→ **PROBLEM DETAILS**: What you return should be each line of the data containing the string "BatchAccepted".

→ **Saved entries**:
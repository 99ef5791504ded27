//! Protocol message types for daemon communication.

use crate::probe::ProbeEvent;
use crate::version::ProtocolVersion;
use devlens_core::{
    BundlesSnapshot, DiagnosticSnapshot, ErrorEvent, ErrorLogSnapshot, OverlayPosition,
    OverlayView, RuntimeSnapshot, SessionId,
};
use serde::{Deserialize, Serialize};
use std::path::PathBuf;

/// Message types that can be sent by clients to the daemon.
#[derive(Debug, Clone, Serialize, Deserialize)]
#[serde(tag = "type", rename_all = "snake_case")]
pub enum MessageType {
    /// Client handshake/connection request
    Connect {
        #[serde(default, skip_serializing_if = "Option::is_none")]
        client_id: Option<String>,
    },

    /// Begin a session for a route activation
    BeginSession { route: String },

    /// End the active session (no-op if none)
    EndSession,

    /// Set or clear the current-route pointer
    SetRoute {
        #[serde(default)]
        route: Option<String>,
    },

    /// Read the current-route pointer
    GetRoute,

    /// Record one typed telemetry item. Fire-and-forget, no reply.
    Record { event: ProbeEvent },

    /// Raw beacons from the injected browser probe
    ProbeBatch { events: Vec<serde_json::Value> },

    GetRuntime,
    GetErrorLog,
    GetOverlay,

    /// Assemble the full diagnostic document
    GetDiagnostics {
        #[serde(default, skip_serializing_if = "Option::is_none")]
        project_root: Option<PathBuf>,
    },

    /// Run the bundle scanner alone
    ScanBundles {
        #[serde(default, skip_serializing_if = "Option::is_none")]
        project_root: Option<PathBuf>,
    },

    ClearErrorsAndLogs,

    /// Drop all sessions, errors, logs and the current route
    Reset,

    /// Subscribe to session lifecycle and error broadcasts
    Subscribe,

    /// Unsubscribe from broadcasts
    Unsubscribe,

    /// Ping to check connection
    Ping {
        /// Sequence number for matching pong response
        seq: u64,
    },

    /// Client disconnecting gracefully
    Disconnect,
}

impl MessageType {
    /// Short name used in logs.
    #[must_use]
    pub fn name(&self) -> &'static str {
        match self {
            Self::Connect { .. } => "connect",
            Self::BeginSession { .. } => "begin_session",
            Self::EndSession => "end_session",
            Self::SetRoute { .. } => "set_route",
            Self::GetRoute => "get_route",
            Self::Record { .. } => "record",
            Self::ProbeBatch { .. } => "probe_batch",
            Self::GetRuntime => "get_runtime",
            Self::GetErrorLog => "get_error_log",
            Self::GetOverlay => "get_overlay",
            Self::GetDiagnostics { .. } => "get_diagnostics",
            Self::ScanBundles { .. } => "scan_bundles",
            Self::ClearErrorsAndLogs => "clear_errors_and_logs",
            Self::Reset => "reset",
            Self::Subscribe => "subscribe",
            Self::Unsubscribe => "unsubscribe",
            Self::Ping { .. } => "ping",
            Self::Disconnect => "disconnect",
        }
    }
}

/// Messages sent from client to daemon.
#[derive(Debug, Clone, Serialize, Deserialize)]
pub struct ClientMessage {
    pub protocol_version: ProtocolVersion,

    #[serde(flatten)]
    pub message: MessageType,
}

impl ClientMessage {
    /// Creates a new client message with current protocol version.
    pub fn new(message: MessageType) -> Self {
        Self {
            protocol_version: ProtocolVersion::CURRENT,
            message,
        }
    }

    pub fn connect(client_id: Option<String>) -> Self {
        Self::new(MessageType::Connect { client_id })
    }

    pub fn begin_session(route: impl Into<String>) -> Self {
        Self::new(MessageType::BeginSession {
            route: route.into(),
        })
    }

    pub fn end_session() -> Self {
        Self::new(MessageType::EndSession)
    }

    pub fn set_route(route: Option<String>) -> Self {
        Self::new(MessageType::SetRoute { route })
    }

    pub fn get_route() -> Self {
        Self::new(MessageType::GetRoute)
    }

    pub fn record(event: ProbeEvent) -> Self {
        Self::new(MessageType::Record { event })
    }

    pub fn probe_batch(events: Vec<serde_json::Value>) -> Self {
        Self::new(MessageType::ProbeBatch { events })
    }

    pub fn get_runtime() -> Self {
        Self::new(MessageType::GetRuntime)
    }

    pub fn get_error_log() -> Self {
        Self::new(MessageType::GetErrorLog)
    }

    pub fn get_overlay() -> Self {
        Self::new(MessageType::GetOverlay)
    }

    pub fn get_diagnostics(project_root: Option<PathBuf>) -> Self {
        Self::new(MessageType::GetDiagnostics { project_root })
    }

    pub fn scan_bundles(project_root: Option<PathBuf>) -> Self {
        Self::new(MessageType::ScanBundles { project_root })
    }

    pub fn clear_errors_and_logs() -> Self {
        Self::new(MessageType::ClearErrorsAndLogs)
    }

    pub fn reset() -> Self {
        Self::new(MessageType::Reset)
    }

    pub fn subscribe() -> Self {
        Self::new(MessageType::Subscribe)
    }

    pub fn unsubscribe() -> Self {
        Self::new(MessageType::Unsubscribe)
    }

    pub fn ping(seq: u64) -> Self {
        Self::new(MessageType::Ping { seq })
    }

    pub fn disconnect() -> Self {
        Self::new(MessageType::Disconnect)
    }
}

/// Messages sent from daemon to clients.
#[derive(Debug, Clone, Serialize, Deserialize)]
#[serde(tag = "type", rename_all = "snake_case")]
pub enum DaemonMessage {
    /// Connection accepted
    Connected {
        protocol_version: ProtocolVersion,
        client_id: String,
    },

    /// Connection rejected (version mismatch, missing handshake)
    Rejected {
        reason: String,
        /// Daemon's protocol version (for client to upgrade)
        protocol_version: ProtocolVersion,
    },

    SessionBegun { session_id: SessionId },

    /// Current-route pointer
    Route { route: Option<String> },

    Runtime { snapshot: Box<RuntimeSnapshot> },

    ErrorLog { snapshot: Box<ErrorLogSnapshot> },

    /// Overlay view plus the configured anchor corner
    Overlay {
        position: OverlayPosition,
        view: Box<OverlayView>,
    },

    Diagnostics { snapshot: Box<DiagnosticSnapshot> },

    /// Bundle scan result; `None` when no build output exists
    Bundles { bundles: Option<Box<BundlesSnapshot>> },

    /// Result of a probe batch
    BatchAccepted { accepted: u32, rejected: u32 },

    /// Generic acknowledgement for commands without a payload
    Ack,

    /// Pong response to ping
    Pong { seq: u64 },

    Error {
        message: String,
        #[serde(default, skip_serializing_if = "Option::is_none")]
        code: Option<String>,
    },

    /// Broadcast: a session began
    SessionStarted { session_id: SessionId, route: String },

    /// Broadcast: a session was finalized
    SessionFinished { session_id: SessionId },

    /// Broadcast: an error was captured
    ErrorCaptured { error: Box<ErrorEvent> },
}

impl DaemonMessage {
    pub fn connected(client_id: String) -> Self {
        Self::Connected {
            protocol_version: ProtocolVersion::CURRENT,
            client_id,
        }
    }

    pub fn rejected(reason: &str) -> Self {
        Self::Rejected {
            reason: reason.to_string(),
            protocol_version: ProtocolVersion::CURRENT,
        }
    }

    pub fn session_begun(session_id: SessionId) -> Self {
        Self::SessionBegun { session_id }
    }

    pub fn route(route: Option<String>) -> Self {
        Self::Route { route }
    }

    pub fn runtime(snapshot: RuntimeSnapshot) -> Self {
        Self::Runtime {
            snapshot: Box::new(snapshot),
        }
    }

    pub fn error_log(snapshot: ErrorLogSnapshot) -> Self {
        Self::ErrorLog {
            snapshot: Box::new(snapshot),
        }
    }

    pub fn overlay(position: OverlayPosition, view: OverlayView) -> Self {
        Self::Overlay {
            position,
            view: Box::new(view),
        }
    }

    pub fn diagnostics(snapshot: DiagnosticSnapshot) -> Self {
        Self::Diagnostics {
            snapshot: Box::new(snapshot),
        }
    }

    pub fn bundles(bundles: Option<BundlesSnapshot>) -> Self {
        Self::Bundles {
            bundles: bundles.map(Box::new),
        }
    }

    pub fn batch_accepted(accepted: u32, rejected: u32) -> Self {
        Self::BatchAccepted { accepted, rejected }
    }

    pub fn pong(seq: u64) -> Self {
        Self::Pong { seq }
    }

    pub fn error(message: &str) -> Self {
        Self::Error {
            message: message.to_string(),
            code: None,
        }
    }

    pub fn error_with_code(message: &str, code: &str) -> Self {
        Self::Error {
            message: message.to_string(),
            code: Some(code.to_string()),
        }
    }

    pub fn session_started(session_id: SessionId, route: String) -> Self {
        Self::SessionStarted { session_id, route }
    }

    pub fn session_finished(session_id: SessionId) -> Self {
        Self::SessionFinished { session_id }
    }

    pub fn error_captured(error: ErrorEvent) -> Self {
        Self::ErrorCaptured {
            error: Box::new(error),
        }
    }

    /// True for unsolicited broadcast messages.
    #[must_use]
    pub fn is_broadcast(&self) -> bool {
        matches!(
            self,
            Self::SessionStarted { .. } | Self::SessionFinished { .. } | Self::ErrorCaptured { .. }
        )
    }
}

→ **FINISHED TASK**:
    BatchAccepted { accepted: u32, rejected: u32 },
        Self::BatchAccepted { accepted, rejected }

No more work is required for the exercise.